Return the lines below exactly, from the first one through the line that has "use std::sync::Arc;". Leave out everything after it.

▸ RECORDS FOR THIS EXERCISE:
╭──

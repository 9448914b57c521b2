// ABOUTME: Factory function for creating LLM clients from a provider name.
// ABOUTME: Resolves provider name + optional model into a configured (Arc<dyn LlmClient>, model) pair.

use std::env;
use std::sync::Arc;

use crate::llm::LlmClient;
use crate::providers::anthropic::{ANTHROPIC_BASE_URL, AnthropicClient};
use crate::providers::openai::{GROQ_BASE_URL, OPENAI_BASE_URL, OpenAiClient};

pub const DEFAULT_GROQ_MODEL: &str = "llama-3.1-8b-instant";
pub const DEFAULT_OPENAI_MODEL: &str = "gpt-4o";
pub const DEFAULT_ANTHROPIC_MODEL: &str = "claude-sonnet-4-5-20250929";

/// Providers understood by [`create_llm_client`].
pub const SUPPORTED_PROVIDERS: [&str; 3] = ["groq", "openai", "anthropic"];

/// Create an LLM client for the given provider name.
///
/// Returns a tuple of (client, resolved_model). The model is resolved from:
/// 1. The explicit `model` parameter (if Some)
/// 2. A provider-specific environment variable (e.g. GROQ_MODEL)
/// 3. A sensible default for that provider
///
/// The base URL can be overridden with `<PROVIDER>_BASE_URL`.
pub fn create_llm_client(
    provider: &str,
    model: Option<&str>,
) -> Result<(Arc<dyn LlmClient>, String), anyhow::Error> {
    match provider {
        "groq" => {
            let api_key = env::var("GROQ_API_KEY")
                .map_err(|_| anyhow::anyhow!("GROQ_API_KEY environment variable not set"))?;
            let resolved_model = resolve_model(model, "GROQ_MODEL", DEFAULT_GROQ_MODEL);
            let base_url =
                env::var("GROQ_BASE_URL").unwrap_or_else(|_| GROQ_BASE_URL.to_string());
            let client = OpenAiClient::new("groq", api_key, base_url, resolved_model.clone());
            Ok((Arc::new(client), resolved_model))
        }
        "openai" => {
            let api_key = env::var("OPENAI_API_KEY")
                .map_err(|_| anyhow::anyhow!("OPENAI_API_KEY environment variable not set"))?;
            let resolved_model = resolve_model(model, "OPENAI_MODEL", DEFAULT_OPENAI_MODEL);
            let base_url =
                env::var("OPENAI_BASE_URL").unwrap_or_else(|_| OPENAI_BASE_URL.to_string());
            let client = OpenAiClient::new("openai", api_key, base_url, resolved_model.clone());
            Ok((Arc::new(client), resolved_model))
        }
        "anthropic" => {
            let api_key = env::var("ANTHROPIC_API_KEY")
                .map_err(|_| anyhow::anyhow!("ANTHROPIC_API_KEY environment variable not set"))?;
            let resolved_model = resolve_model(model, "ANTHROPIC_MODEL", DEFAULT_ANTHROPIC_MODEL);
            let base_url =
                env::var("ANTHROPIC_BASE_URL").unwrap_or_else(|_| ANTHROPIC_BASE_URL.to_string());
            let client = AnthropicClient::new(api_key, base_url, resolved_model.clone());
            Ok((Arc::new(client), resolved_model))
        }
        unknown => Err(anyhow::anyhow!("unsupported LLM provider: {}", unknown)),
    }
}

fn resolve_model(explicit: Option<&str>, env_var: &str, default: &str) -> String {
    explicit
        .map(String::from)
        .or_else(|| env::var(env_var).ok().filter(|m| !m.is_empty()))
        .unwrap_or_else(|| default.to_string())
}

#[cfg(test)]
mod tests {
    use super::*;
    use std::sync::Mutex;

    /// Serialize all tests that read/write env vars to prevent race conditions.
    static ENV_MUTEX: Mutex<()> = Mutex::new(());

    /// Helper to extract the error string from a create_llm_client result.
    /// Uses match instead of unwrap_err() because Arc<dyn LlmClient> doesn't impl Debug.
    fn expect_err(result: Result<(Arc<dyn LlmClient>, String), anyhow::Error>) -> String {
        match result {
            Err(e) => e.to_string(),
            Ok((_client, model)) => panic!("expected error, got Ok with model: {}", model),
        }
    }

    #[test]
    fn unknown_provider_returns_error() {
        let err = expect_err(create_llm_client("unknown", None));
        assert!(
            err.contains("unsupported LLM provider"),
            "expected 'unsupported LLM provider' in error, got: {}",
            err
        );
    }

    #[test]
    fn missing_api_keys_are_named_in_errors() {
        let _guard = ENV_MUTEX.lock().unwrap();
        for (provider, var) in [
            ("groq", "GROQ_API_KEY"),
            ("openai", "OPENAI_API_KEY"),
            ("anthropic", "ANTHROPIC_API_KEY"),
        ] {
            // SAFETY: env access is serialized by ENV_MUTEX
            unsafe { env::remove_var(var) };
            let err = expect_err(create_llm_client(provider, None));
            assert!(err.contains(var), "expected mention of {} in error, got: {}", var, err);
        }
    }

    #[test]
    fn groq_success_returns_default_model() {
        let _guard = ENV_MUTEX.lock().unwrap();
        // SAFETY: env access is serialized by ENV_MUTEX
        unsafe {
            env::set_var("GROQ_API_KEY", "test-key-123");
            env::remove_var("GROQ_MODEL");
        }

        let result = create_llm_client("groq", None);

        // SAFETY: env access is serialized by ENV_MUTEX
        unsafe { env::remove_var("GROQ_API_KEY") };

        let (client, resolved_model) = match result {
            Ok(pair) => pair,
            Err(e) => panic!("expected Ok, got Err: {}", e),
        };
        assert_eq!(resolved_model, DEFAULT_GROQ_MODEL);
        assert_eq!(client.provider_name(), "groq");
        assert_eq!(client.model_name(), DEFAULT_GROQ_MODEL);
    }

    #[test]
    fn explicit_model_param_overrides_env_and_default() {
        let _guard = ENV_MUTEX.lock().unwrap();
        // SAFETY: env access is serialized by ENV_MUTEX
        unsafe {
            env::set_var("ANTHROPIC_API_KEY", "test-key-456");
            env::set_var("ANTHROPIC_MODEL", "claude-from-env");
        }

        let explicit = create_llm_client("anthropic", Some("claude-opus-4-20250514"));
        let from_env = create_llm_client("anthropic", None);

        // SAFETY: env access is serialized by ENV_MUTEX
        unsafe {
            env::remove_var("ANTHROPIC_API_KEY");
            env::remove_var("ANTHROPIC_MODEL");
        }

        let (_client, model) = match explicit {
            Ok(pair) => pair,
            Err(e) => panic!("expected Ok, got Err: {}", e),
        };
        assert_eq!(model, "claude-opus-4-20250514");

        let (_client, model) = match from_env {
            Ok(pair) => pair,
            Err(e) => panic!("expected Ok, got Err: {}", e),
        };
        assert_eq!(model, "claude-from-env");
    }
}
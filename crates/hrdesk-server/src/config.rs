// ABOUTME: Configuration loading and validation for the hrdesk server.
// ABOUTME: Reads HRDESK_* environment variables and rejects values the graph cannot run with.

use std::net::SocketAddr;
use std::path::PathBuf;

use hrdesk_agent::{Contacts, DEFAULT_STEP_LIMIT, RouterKind, SUPPORTED_PROVIDERS};
use thiserror::Error;

pub const DEFAULT_BIND: &str = "127.0.0.1:5000";
pub const DEFAULT_PROVIDER: &str = "groq";
pub const DEFAULT_POLICY_PATH: &str = "documents/Employee_Leave_Policy.txt";

#[derive(Debug, Error)]
pub enum ConfigError {
    #[error("HRDESK_BIND is not a valid socket address: {0}")]
    InvalidBind(String),

    #[error("HRDESK_PROVIDER '{0}' is not supported; expected one of groq, openai, anthropic")]
    UnsupportedProvider(String),

    #[error("HRDESK_ROUTER is invalid: {0}")]
    InvalidRouter(String),

    #[error("HRDESK_STEP_LIMIT must be a positive integer, got '{0}'")]
    InvalidStepLimit(String),
}

/// Server configuration loaded from environment variables.
#[derive(Debug, Clone)]
pub struct HrdeskConfig {
    pub bind: SocketAddr,
    pub provider: String,
    pub model: Option<String>,
    pub router: RouterKind,
    pub policy_path: PathBuf,
    pub employees_path: Option<PathBuf>,
    pub contacts: Contacts,
    pub step_limit: usize,
}

impl HrdeskConfig {
    /// Load configuration from environment variables with sensible defaults.
    ///
    /// Environment variables:
    /// - HRDESK_BIND: socket address to bind (default: 127.0.0.1:5000)
    /// - HRDESK_PROVIDER: groq, openai, or anthropic (default: groq)
    /// - HRDESK_MODEL: model override (optional)
    /// - HRDESK_ROUTER: llm or rules (default: llm)
    /// - HRDESK_POLICY_PATH: leave policy document (default: documents/Employee_Leave_Policy.txt)
    /// - HRDESK_EMPLOYEES_PATH: JSON employee directory (optional, built-in seed otherwise)
    /// - HRDESK_MANAGER_EMAIL / HRDESK_HR_EMAIL: contact addresses for the email worker
    /// - HRDESK_STEP_LIMIT: graph step ceiling (default: 50)
    pub fn from_env() -> Result<Self, ConfigError> {
        let bind_str = var("HRDESK_BIND").unwrap_or_else(|| DEFAULT_BIND.to_string());
        let bind: SocketAddr = bind_str
            .parse()
            .map_err(|_| ConfigError::InvalidBind(bind_str))?;

        let provider = var("HRDESK_PROVIDER")
            .map(|p| p.to_ascii_lowercase())
            .unwrap_or_else(|| DEFAULT_PROVIDER.to_string());
        if !SUPPORTED_PROVIDERS.contains(&provider.as_str()) {
            return Err(ConfigError::UnsupportedProvider(provider));
        }

        let model = var("HRDESK_MODEL");

        let router = match var("HRDESK_ROUTER") {
            Some(value) => value.parse().map_err(ConfigError::InvalidRouter)?,
            None => RouterKind::default(),
        };

        let policy_path = var("HRDESK_POLICY_PATH")
            .map(PathBuf::from)
            .unwrap_or_else(|| PathBuf::from(DEFAULT_POLICY_PATH));
        let employees_path = var("HRDESK_EMPLOYEES_PATH").map(PathBuf::from);

        let defaults = Contacts::default();
        let contacts = Contacts {
            manager_email: var("HRDESK_MANAGER_EMAIL").unwrap_or(defaults.manager_email),
            hr_email: var("HRDESK_HR_EMAIL").unwrap_or(defaults.hr_email),
        };

        let step_limit = match var("HRDESK_STEP_LIMIT") {
            Some(value) => match value.parse::<usize>() {
                Ok(n) if n > 0 => n,
                _ => return Err(ConfigError::InvalidStepLimit(value)),
            },
            None => DEFAULT_STEP_LIMIT,
        };

        Ok(Self {
            bind,
            provider,
            model,
            router,
            policy_path,
            employees_path,
            contacts,
            step_limit,
        })
    }
}

/// A set, non-empty environment variable.
fn var(name: &str) -> Option<String> {
    std::env::var(name).ok().filter(|v| !v.trim().is_empty())
}
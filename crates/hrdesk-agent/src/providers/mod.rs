// ABOUTME: Provider module aggregating all LLM client adapters.
// ABOUTME: Each sub-module implements LlmClient for a specific LLM API.

pub mod anthropic;
pub mod openai;

pub use anthropic::AnthropicClient;
pub use openai::OpenAiClient;
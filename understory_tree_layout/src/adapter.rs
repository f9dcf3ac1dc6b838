// Copyright 2025 the Understory Authors
// SPDX-License-Identifier: Apache-2.0 OR MIT

//! Copy an external tree-shaped value into a [`Tree`].
//!
//! The external value only needs to be reachable through plain accessors: one
//! for the payload and one or more for the children. A [`CopyConfig`] bundles
//! those accessors and says whether the source has a fixed number of child
//! fields (a binary tree, a linked list) or a single growable collection (a
//! general tree).
//!
//! Copied nodes keep a shared borrow of the source node they came from in
//! [`Tree::bind`], which makes it easy to map a laid-out node back to the
//! value it draws.
//!
//! ```rust
//! use understory_tree_layout::{ChildFields, CopyConfig, Tree};
//!
//! struct Dir {
//!     name: &'static str,
//!     entries: Vec<Dir>,
//! }
//!
//! impl Dir {
//!     fn name(&self) -> &'static str {
//!         self.name
//!     }
//!
//!     fn entries(&self) -> &[Dir] {
//!         &self.entries
//!     }
//! }
//!
//! let src = Dir {
//!     name: "/",
//!     entries: vec![
//!         Dir { name: "bin", entries: vec![] },
//!         Dir { name: "usr", entries: vec![Dir { name: "lib", entries: vec![] }] },
//!     ],
//! };
//!
//! let config = CopyConfig {
//!     data: Dir::name,
//!     children: ChildFields::Variable(Dir::entries),
//! };
//! let tree = Tree::from_source(&src, &config);
//!
//! let names: Vec<_> = tree.iter().map(|id| *tree.data(id).unwrap()).collect();
//! assert_eq!(names, ["/", "bin", "usr", "lib"]);
//! assert!(core::ptr::eq(*tree.bind(tree.root()).unwrap(), &src));
//! ```

use alloc::vec::Vec;

use crate::error::TreeError;
use crate::tree::{ROOT, Slot, Tree};
use crate::types::{Arity, NodeId};

/// Where the children of a source node live.
pub enum ChildFields<'c, S> {
    /// A fixed list of child fields, one accessor per slot.
    ///
    /// A field that returns `None` leaves a hole in the copied node.
    Fixed(&'c [fn(&S) -> Option<&S>]),
    /// A single growable collection of children.
    Variable(fn(&S) -> &[S]),
}

impl<S> Clone for ChildFields<'_, S> {
    fn clone(&self) -> Self {
        *self
    }
}

impl<S> Copy for ChildFields<'_, S> {}

impl<S> core::fmt::Debug for ChildFields<'_, S> {
    fn fmt(&self, f: &mut core::fmt::Formatter<'_>) -> core::fmt::Result {
        match self {
            Self::Fixed(fields) => f.debug_tuple("Fixed").field(&fields.len()).finish(),
            Self::Variable(_) => f.debug_tuple("Variable").finish(),
        }
    }
}

impl<S> ChildFields<'_, S> {
    /// The arity a copied node needs for this source shape.
    #[must_use]
    pub fn arity(&self) -> Arity {
        match self {
            Self::Fixed(fields) => Arity::fixed(fields.len()),
            Self::Variable(_) => Arity::Variable,
        }
    }

    /// Returns true if a node of `arity` can hold the children of this shape.
    fn fits(&self, arity: Arity) -> bool {
        match (self, arity) {
            (Self::Fixed(fields), _) if fields.is_empty() => true,
            (Self::Fixed(fields), Arity::Fixed(len)) => len >= fields.len(),
            (Self::Variable(_), Arity::Variable) => true,
            _ => false,
        }
    }
}

/// Describes how to read an external tree of `S` values.
pub struct CopyConfig<'c, S, T> {
    /// Reads the payload of a source node.
    pub data: fn(&S) -> T,
    /// Reads the children of a source node.
    pub children: ChildFields<'c, S>,
}

impl<S, T> core::fmt::Debug for CopyConfig<'_, S, T> {
    fn fmt(&self, f: &mut core::fmt::Formatter<'_>) -> core::fmt::Result {
        f.debug_struct("CopyConfig")
            .field("children", &self.children)
            .finish_non_exhaustive()
    }
}

impl<'a, S, T> Tree<T, &'a S> {
    /// Build a tree mirroring `source`.
    ///
    /// The root gets the arity implied by `config`, and every node binds the
    /// source node it was copied from.
    pub fn from_source(source: &'a S, config: &CopyConfig<'_, S, T>) -> Self {
        let arity = config.children.arity();
        let mut tree = Self::with_root((config.data)(source), Some(source), arity);
        tree.copy_below(ROOT, source, config);
        tree
    }

    /// Copy `source` into this tree, starting at the root.
    ///
    /// The root's payload and bind are overwritten from `source`; everything
    /// below it is created. Fixed fields keep their slot index (empty fields
    /// stay holes), and collection children are appended in order.
    ///
    /// # Errors
    ///
    /// - [`TreeError::ShapeMismatch`] if the root's arity cannot hold the
    ///   source's children: `config` has fixed fields but the root is variable
    ///   (or has fewer slots), or `config` has a collection but the root is fixed.
    /// - [`TreeError::NotEmpty`] if the root already has children.
    pub fn copy_data(
        &mut self,
        source: &'a S,
        config: &CopyConfig<'_, S, T>,
    ) -> Result<(), TreeError> {
        let root = self.node(ROOT);
        if !config.children.fits(root.arity) {
            return Err(TreeError::ShapeMismatch);
        }
        if root.children.iter().any(Option::is_some) {
            return Err(TreeError::NotEmpty);
        }
        let root = self.node_mut(ROOT);
        root.data = (config.data)(source);
        root.bind = Some(source);
        self.copy_below(ROOT, source, config);
        Ok(())
    }

    /// Create the descendants of `source` under `at`.
    ///
    /// Shape has been checked, so every attach fits its parent.
    fn copy_below(&mut self, at: NodeId, source: &'a S, config: &CopyConfig<'_, S, T>) {
        log::trace!("copying source children ({:?}) below {at:?}", config.children);
        let mut stack: Vec<(NodeId, &'a S)> = alloc::vec![(at, source)];
        let mut created: Vec<(NodeId, &'a S)> = Vec::new();
        while let Some((id, src)) = stack.pop() {
            match config.children {
                ChildFields::Fixed(fields) => {
                    for (index, field) in fields.iter().enumerate() {
                        if let Some(child) = field(src) {
                            let data = (config.data)(child);
                            let node = self.attach(id, Slot::At(index), data, Some(child));
                            created.push((node, child));
                        }
                    }
                }
                ChildFields::Variable(children) => {
                    for child in children(src) {
                        let node = self.attach(id, Slot::Append, (config.data)(child), Some(child));
                        created.push((node, child));
                    }
                }
            }
            // Visit the first child next.
            stack.extend(created.drain(..).rev());
        }
    }
}
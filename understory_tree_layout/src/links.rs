// Copyright 2025 the Understory Authors
// SPDX-License-Identifier: Apache-2.0 OR MIT

//! Same-level neighbor links: resolution on insertion, sibling and cousin lookups.

use crate::tree::Tree;
use crate::types::{LevelDirection, NodeId};

/// One of the two horizontal directions along a level.
#[derive(Copy, Clone, Debug, Eq, PartialEq)]
pub(crate) enum Side {
    Left,
    Right,
}

impl Side {
    pub(crate) const fn opposite(self) -> Self {
        match self {
            Self::Left => Self::Right,
            Self::Right => Self::Left,
        }
    }
}

impl<T, B> Tree<T, B> {
    /// Returns the first occupied slot to the left of `id` in its parent.
    pub fn first_sibling_on_left(&self, id: NodeId) -> Option<NodeId> {
        self.first_sibling(id, Side::Left)
    }

    /// Returns the first occupied slot to the right of `id` in its parent.
    pub fn first_sibling_on_right(&self, id: NodeId) -> Option<NodeId> {
        self.first_sibling(id, Side::Right)
    }

    /// Returns the left-most child of `id`.
    ///
    /// If `id` has no children, the search moves on to the nodes to its right on
    /// the same level, so the result is the closest node one level down,
    /// looking from `id`'s left edge.
    pub fn closest_child_to_left(&self, id: NodeId) -> Option<NodeId> {
        self.contains(id).then(|| self.closest_child(id, Side::Left))?
    }

    /// Returns the right-most child of `id`.
    ///
    /// If `id` has no children, the search moves on to the nodes to its left on
    /// the same level.
    pub fn closest_child_to_right(&self, id: NodeId) -> Option<NodeId> {
        self.contains(id).then(|| self.closest_child(id, Side::Right))?
    }

    /// Count the nodes on `id`'s level.
    ///
    /// The count follows `left`/`right` links from `id` and includes `id` itself.
    /// Returns `0` for unknown ids.
    pub fn level_length(&self, id: NodeId, direction: LevelDirection) -> usize {
        if !self.contains(id) {
            return 0;
        }
        let mut count = 1;
        if direction != LevelDirection::Right {
            count += self.walk(id, Side::Left).count();
        }
        if direction != LevelDirection::Left {
            count += self.walk(id, Side::Right).count();
        }
        count
    }

    /// Resolve both neighbor links of a freshly attached node.
    pub(crate) fn update_links(&mut self, id: NodeId) {
        self.update_link(id, Side::Left);
        self.update_link(id, Side::Right);
    }

    pub(crate) fn neighbor(&self, id: NodeId, side: Side) -> Option<NodeId> {
        let node = self.node(id);
        match side {
            Side::Left => node.left,
            Side::Right => node.right,
        }
    }

    /// Iterate the nodes beyond `id` on its level, nearest first.
    pub(crate) fn walk(&self, id: NodeId, side: Side) -> impl Iterator<Item = NodeId> + '_ {
        core::iter::successors(self.neighbor(id, side), move |&n| self.neighbor(n, side))
    }

    fn set_neighbor(&mut self, id: NodeId, side: Side, to: Option<NodeId>) {
        let node = self.node_mut(id);
        match side {
            Side::Left => node.left = to,
            Side::Right => node.right = to,
        }
    }

    fn update_link(&mut self, id: NodeId, side: Side) {
        self.set_neighbor(id, side, None);
        let Some(parent) = self.node(id).parent else {
            return;
        };
        // A sibling wins; otherwise look for a cousin under the parent's neighbor.
        let found = self.first_sibling(id, side).or_else(|| {
            let uncle = self.neighbor(parent, side)?;
            self.closest_child(uncle, side.opposite())
        });
        if let Some(other) = found {
            self.set_neighbor(id, side, Some(other));
            self.set_neighbor(other, side.opposite(), Some(id));
        }
    }

    fn first_sibling(&self, id: NodeId, side: Side) -> Option<NodeId> {
        let parent = self.parent_of(id)?;
        let siblings = &self.node(parent).children;
        let pos = siblings.iter().position(|&c| c == Some(id))?;
        match side {
            Side::Left => siblings[..pos].iter().rev().flatten().next().copied(),
            Side::Right => siblings[pos + 1..].iter().flatten().next().copied(),
        }
    }

    /// Find the child nearest to the `edge` side of `id`.
    ///
    /// Childless nodes hand the search to their neighbor away from `edge`, so
    /// `closest_child(n, Side::Right)` walks left until some node has children.
    fn closest_child(&self, id: NodeId, edge: Side) -> Option<NodeId> {
        let mut current = Some(id);
        while let Some(n) = current {
            let children = &self.node(n).children;
            let found = match edge {
                Side::Left => children.iter().flatten().next(),
                Side::Right => children.iter().rev().flatten().next(),
            };
            if let Some(&child) = found {
                return Some(child);
            }
            current = self.neighbor(n, edge.opposite());
        }
        None
    }
}
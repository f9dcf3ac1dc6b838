// Copyright 2025 the Understory Authors
// SPDX-License-Identifier: Apache-2.0 OR MIT

//! Shared trees for unit tests.

use alloc::boxed::Box;
use alloc::vec::Vec;

use crate::tree::Tree;
use crate::types::{Arity, NodeId};

/// Find the node labelled `label`; panics if there is none.
pub(crate) fn find<B>(tree: &Tree<u32, B>, label: u32) -> NodeId {
    tree.iter()
        .find(|&id| tree.data(id) == Some(&label))
        .unwrap_or_else(|| panic!("no node labelled {label}"))
}

/// Build a variable-arity tree from `(parent, child)` label pairs.
///
/// Parents must appear before their children.
fn build_variable(root: u32, edges: &[(u32, u32)]) -> Tree<u32> {
    let mut tree = Tree::new(root, Arity::Variable);
    for &(parent, child) in edges {
        let parent = find(&tree, parent);
        tree.push_child(parent, child).unwrap();
    }
    tree
}

/// ```text
///         0
///   1     2     3
/// 4   5       6   7
/// 8               9
/// ```
pub(crate) fn neighbor_general() -> Tree<u32> {
    build_variable(
        0,
        &[(0, 1), (0, 2), (0, 3), (1, 4), (1, 5), (3, 6), (3, 7), (4, 8), (7, 9)],
    )
}

/// Binary tree with holes: 11 has only a left child, 12 only a right one.
pub(crate) fn neighbor_binary() -> Tree<u32> {
    let mut tree = Tree::new(10, Arity::Fixed(2));
    let root = tree.root();
    let a = tree.insert_child(root, 11, 0).unwrap();
    let b = tree.insert_child(root, 12, 1).unwrap();
    tree.insert_child(a, 13, 0).unwrap();
    tree.insert_child(b, 14, 1).unwrap();
    tree
}

/// Five levels with uneven subtrees; used to check layout coordinates.
const GRAPHIC_EDGES: &[(u32, u32)] = &[
    (101, 201),
    (101, 202),
    (101, 203),
    (101, 204),
    (101, 205),
    (101, 206),
    (201, 301),
    (203, 302),
    (203, 303),
    (204, 304),
    (206, 305),
    (206, 306),
    (301, 401),
    (301, 402),
    (301, 403),
    (301, 404),
    (301, 405),
    (301, 406),
    (301, 407),
    (304, 408),
    (306, 409),
    (403, 501),
    (404, 502),
    (404, 503),
];

pub(crate) fn graphic_tree() -> Tree<u32> {
    build_variable(101, GRAPHIC_EDGES)
}

/// Binary search tree with boxed children.
#[derive(Debug)]
pub(crate) struct Bst {
    pub(crate) info: i32,
    pub(crate) left: Option<Box<Self>>,
    pub(crate) right: Option<Box<Self>>,
}

impl Bst {
    pub(crate) fn leaf(info: i32) -> Self {
        Self {
            info,
            left: None,
            right: None,
        }
    }

    pub(crate) fn add(&mut self, info: i32) {
        let slot = if info < self.info {
            &mut self.left
        } else {
            &mut self.right
        };
        match slot {
            Some(child) => child.add(info),
            None => *slot = Some(Box::new(Self::leaf(info))),
        }
    }

    pub(crate) fn info(&self) -> i32 {
        self.info
    }

    pub(crate) fn left_child(&self) -> Option<&Self> {
        self.left.as_deref()
    }

    pub(crate) fn right_child(&self) -> Option<&Self> {
        self.right.as_deref()
    }
}

pub(crate) const BST_CHILDREN: &[fn(&Bst) -> Option<&Bst>] = &[Bst::left_child, Bst::right_child];

/// ```text
///       6
///    2     7
///  1   4     9
///     3 5   8
/// ```
pub(crate) fn bst_sample() -> Bst {
    let mut bst = Bst::leaf(6);
    for info in [2, 1, 4, 3, 5, 7, 9, 8] {
        bst.add(info);
    }
    bst
}

/// Singly linked list, a tree with one child field.
#[derive(Debug)]
pub(crate) struct LinkedList {
    pub(crate) info: i32,
    pub(crate) next: Option<Box<Self>>,
}

impl LinkedList {
    pub(crate) fn info(&self) -> i32 {
        self.info
    }

    pub(crate) fn next_node(&self) -> Option<&Self> {
        self.next.as_deref()
    }
}

pub(crate) const LIST_NEXT: &[fn(&LinkedList) -> Option<&LinkedList>] = &[LinkedList::next_node];

/// `1 -> 2 -> 3 -> 4 -> 5`
pub(crate) fn list_sample() -> LinkedList {
    (1..=5).rev().fold(None, |next, info| {
        Some(LinkedList {
            info,
            next: next.map(Box::new),
        })
    })
    .unwrap()
}

/// Tree whose children live in a `Vec`.
#[derive(Debug)]
pub(crate) struct GeneralTree {
    pub(crate) info: u32,
    pub(crate) children: Vec<Self>,
}

impl GeneralTree {
    pub(crate) fn info(&self) -> u32 {
        self.info
    }

    pub(crate) fn children(&self) -> &[Self] {
        &self.children
    }
}

/// Same shape and labels as [`graphic_tree`].
pub(crate) fn general_sample() -> GeneralTree {
    fn build(info: u32) -> GeneralTree {
        GeneralTree {
            info,
            children: GRAPHIC_EDGES
                .iter()
                .filter(|&&(parent, _)| parent == info)
                .map(|&(_, child)| build(child))
                .collect(),
        }
    }
    build(101)
}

╰──

▸ OUTPUT FOR THIS TASK:
repository 9448914b57c521b2
// ABOUTME: Factory function for creating LLM clients from a provider name.
// ABOUTME: Resolves provider name + optional model into a configured (Arc<dyn LlmClient>, model) pair.

use std::env;
use std::sync::Arc;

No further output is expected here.